*** Begin section ***

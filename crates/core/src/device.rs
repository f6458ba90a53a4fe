//! Device model: discovery, variant capabilities, and the open handle.

use crate::error::{Error, Result};
use crate::transport::HidTransport;
use crate::{pids, CONTROL_INTERFACE, VXE_VID};
use std::ffi::CString;
use tracing::{debug, info, warn};

/// Connection variant of a MAD R mouse.
#[derive(Debug, Clone, Copy, PartialEq, Eq, Hash, serde::Serialize, serde::Deserialize)]
#[serde(rename_all = "lowercase")]
pub enum DeviceVariant {
    Wired,
    Wireless,
}

impl DeviceVariant {
    /// Look up the variant from USB product ID.
    pub fn from_pid(pid: u16) -> Option<Self> {
        match pid {
            pids::MADR_WIRED => Some(Self::Wired),
            pids::MADR_WIRELESS => Some(Self::Wireless),
            _ => None,
        }
    }

    /// Human-readable name.
    pub fn name(&self) -> &'static str {
        match self {
            Self::Wired => "VXE MAD R (wired)",
            Self::Wireless => "VXE MAD R (2.4 GHz)",
        }
    }

    /// Highest polling rate this connection can sustain.
    pub fn max_polling_rate_hz(&self) -> u16 {
        match self {
            Self::Wired => 1000,
            Self::Wireless => 8000,
        }
    }
}

impl std::fmt::Display for DeviceVariant {
    fn fmt(&self, f: &mut std::fmt::Formatter<'_>) -> std::fmt::Result {
        match self {
            Self::Wired => write!(f, "wired"),
            Self::Wireless => write!(f, "wireless"),
        }
    }
}

/// One enumerated HID interface.
#[derive(Debug, Clone, PartialEq, Eq, serde::Serialize)]
pub struct InterfaceInfo {
    pub vid: u16,
    pub pid: u16,
    pub interface_number: i32,
    pub path: String,
    pub serial: Option<String>,
    pub product: Option<String>,
}

impl InterfaceInfo {
    /// Variant of this interface if it is a recognized control interface.
    pub fn control_variant(&self) -> Option<DeviceVariant> {
        if self.vid != VXE_VID || self.interface_number != CONTROL_INTERFACE {
            return None;
        }
        DeviceVariant::from_pid(self.pid)
    }
}

impl From<&hidapi::DeviceInfo> for InterfaceInfo {
    fn from(info: &hidapi::DeviceInfo) -> Self {
        Self {
            vid: info.vendor_id(),
            pid: info.product_id(),
            interface_number: info.interface_number(),
            path: info.path().to_string_lossy().into_owned(),
            serial: info.serial_number().map(|s| s.to_string()),
            product: info.product_string().map(|s| s.to_string()),
        }
    }
}

/// Source of HID interfaces that can be opened by path.
pub trait HidHost {
    type Handle: HidTransport;

    /// Enumerated interfaces, in platform order.
    fn interfaces(&self) -> Vec<InterfaceInfo>;

    /// Open one interface.
    fn open(&self, info: &InterfaceInfo) -> Result<Self::Handle>;
}

/// `HidHost` backed by an initialized hidapi context.
pub struct HidApiHost<'a> {
    api: &'a hidapi::HidApi,
}

impl<'a> HidApiHost<'a> {
    pub fn new(api: &'a hidapi::HidApi) -> Self {
        Self { api }
    }
}

impl HidHost for HidApiHost<'_> {
    type Handle = hidapi::HidDevice;

    fn interfaces(&self) -> Vec<InterfaceInfo> {
        self.api.device_list().map(InterfaceInfo::from).collect()
    }

    fn open(&self, info: &InterfaceInfo) -> Result<hidapi::HidDevice> {
        let path = CString::new(info.path.as_str()).map_err(|e| Error::Open(e.to_string()))?;
        self.api
            .open_path(&path)
            .map_err(|e| Error::Open(e.to_string()))
    }
}

/// A successfully opened control interface.
pub struct Located<T> {
    pub info: InterfaceInfo,
    pub variant: DeviceVariant,
    pub handle: T,
}

/// Open the first recognized control interface that actually opens.
///
/// Interfaces that match but fail to open (permissions, busy) are skipped.
pub fn locate<H: HidHost>(host: &H) -> Result<Located<H::Handle>> {
    let interfaces = host.interfaces();
    debug!(count = interfaces.len(), "Scanning HID interfaces");

    for info in interfaces {
        let Some(variant) = info.control_variant() else {
            debug!(
                pid = format_args!("0x{:04X}", info.pid),
                interface = info.interface_number,
                "Skipping non-control interface"
            );
            continue;
        };

        match host.open(&info) {
            Ok(handle) => {
                info!(
                    model = variant.name(),
                    pid = format_args!("0x{:04X}", info.pid),
                    path = %info.path,
                    "Opened control interface"
                );
                return Ok(Located {
                    info,
                    variant,
                    handle,
                });
            }
            Err(e) => {
                warn!(path = %info.path, error = %e, "Control interface did not open, continuing");
            }
        }
    }

    Err(Error::NoCompatibleDevice)
}

fn init_api() -> Result<hidapi::HidApi> {
    let mut api =
        hidapi::HidApi::new_without_enumerate().map_err(|e| Error::SubsystemInit(e.to_string()))?;
    api.add_devices(VXE_VID, 0)
        .map_err(|e| Error::SubsystemInit(e.to_string()))?;
    Ok(api)
}

/// List recognized control interfaces without opening them.
pub fn list_devices() -> Result<Vec<InterfaceInfo>> {
    let api = init_api()?;
    let devices: Vec<InterfaceInfo> = HidApiHost::new(&api)
        .interfaces()
        .into_iter()
        .filter(|info| info.control_variant().is_some())
        .collect();
    debug!(count = devices.len(), "Device enumeration complete");
    Ok(devices)
}

/// Open handle to a MAD R control interface.
///
/// Owns the hidapi context for its whole lifetime. Fields drop in
/// declaration order, so the device handle is closed before the context.
pub struct Device {
    info: InterfaceInfo,
    variant: DeviceVariant,
    hid: hidapi::HidDevice,
    _api: hidapi::HidApi,
}

impl Device {
    /// Initialize HIDAPI and open the first compatible mouse.
    pub fn open() -> Result<Self> {
        let api = init_api()?;
        let located = locate(&HidApiHost::new(&api))?;
        Ok(Self {
            info: located.info,
            variant: located.variant,
            hid: located.handle,
            _api: api,
        })
    }

    pub fn variant(&self) -> DeviceVariant {
        self.variant
    }

    pub fn is_wired(&self) -> bool {
        self.variant == DeviceVariant::Wired
    }

    pub fn info(&self) -> &InterfaceInfo {
        &self.info
    }
}

impl HidTransport for Device {
    fn write_report(&self, data: &[u8]) -> Result<usize> {
        self.hid.write_report(data)
    }

    fn send_feature_report(&self, data: &[u8]) -> Result<()> {
        HidTransport::send_feature_report(&self.hid, data)
    }

    fn read_report(&self, buf: &mut [u8], timeout_ms: i32) -> Result<usize> {
        self.hid.read_report(buf, timeout_ms)
    }
}

#[cfg(test)]
mod tests {
    use super::*;
    use crate::transport::mock::{interface, MockHost};

    #[test]
    fn variant_from_known_pid() {
        assert_eq!(DeviceVariant::from_pid(0x103F), Some(DeviceVariant::Wired));
        assert_eq!(
            DeviceVariant::from_pid(0x1040),
            Some(DeviceVariant::Wireless)
        );
    }

    #[test]
    fn variant_from_unknown_pid() {
        assert_eq!(DeviceVariant::from_pid(0x1234), None);
    }

    #[test]
    fn variant_rate_caps() {
        assert_eq!(DeviceVariant::Wired.max_polling_rate_hz(), 1000);
        assert_eq!(DeviceVariant::Wireless.max_polling_rate_hz(), 8000);
    }

    #[test]
    fn control_variant_requires_interface_one() {
        assert_eq!(interface(0x1040, 0, "a").control_variant(), None);
        assert_eq!(interface(0x1040, 2, "a").control_variant(), None);
        assert_eq!(
            interface(0x1040, 1, "a").control_variant(),
            Some(DeviceVariant::Wireless)
        );
    }

    #[test]
    fn control_variant_requires_vendor() {
        let mut info = interface(0x103F, 1, "a");
        info.vid = 0x046D;
        assert_eq!(info.control_variant(), None);
    }

    #[test]
    fn locate_skips_unopenable_and_continues() {
        let host = MockHost::new(vec![
            interface(0x1040, 1, "wireless-ctl"),
            interface(0x103F, 1, "wired-ctl"),
        ])
        .refuse("wireless-ctl");

        let located = locate(&host).unwrap();
        assert_eq!(located.variant, DeviceVariant::Wired);
        assert_eq!(located.info.path, "wired-ctl");
        assert_eq!(host.open_attempts(), vec!["wireless-ctl", "wired-ctl"]);
    }

    #[test]
    fn locate_first_opened_match_wins() {
        let host = MockHost::new(vec![
            interface(0x1040, 0, "wireless-input"),
            interface(0x1040, 1, "wireless-ctl"),
            interface(0x103F, 1, "wired-ctl"),
        ]);

        let located = locate(&host).unwrap();
        assert_eq!(located.variant, DeviceVariant::Wireless);
        assert_eq!(host.open_attempts(), vec!["wireless-ctl"]);
    }

    #[test]
    fn locate_without_control_interface_fails() {
        let host = MockHost::new(vec![
            interface(0x1040, 0, "wireless-input"),
            interface(0x103F, 2, "wired-other"),
        ]);

        let result = locate(&host);
        assert!(matches!(result, Err(Error::NoCompatibleDevice)));
        assert!(host.open_attempts().is_empty());
    }

    #[test]
    fn locate_ignores_unknown_products() {
        let host = MockHost::new(vec![interface(0x2000, 1, "other")]);
        assert!(matches!(locate(&host), Err(Error::NoCompatibleDevice)));
    }

    #[test]
    fn locate_all_unopenable_fails() {
        let host = MockHost::new(vec![interface(0x103F, 1, "wired-ctl")]).refuse("wired-ctl");
        assert!(matches!(locate(&host), Err(Error::NoCompatibleDevice)));
    }

    #[test]
    fn interface_info_serializes() {
        let json = serde_json::to_value(interface(0x103F, 1, "/dev/hidraw3")).unwrap();
        assert_eq!(json["pid"], 0x103F);
        assert_eq!(json["interface_number"], 1);
        assert_eq!(json["path"], "/dev/hidraw3");
    }
}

*** End section ***

WHAT TO DO:
Scan the records above for the string "SubsystemInit", and copy every line where it turns up.

RESPONSE TO THIS EXERCISE:
        hidapi::HidApi::new_without_enumerate().map_err(|e| Error::SubsystemInit(e.to_string()))?;
        .map_err(|e| Error::SubsystemInit(e.to_string()))?;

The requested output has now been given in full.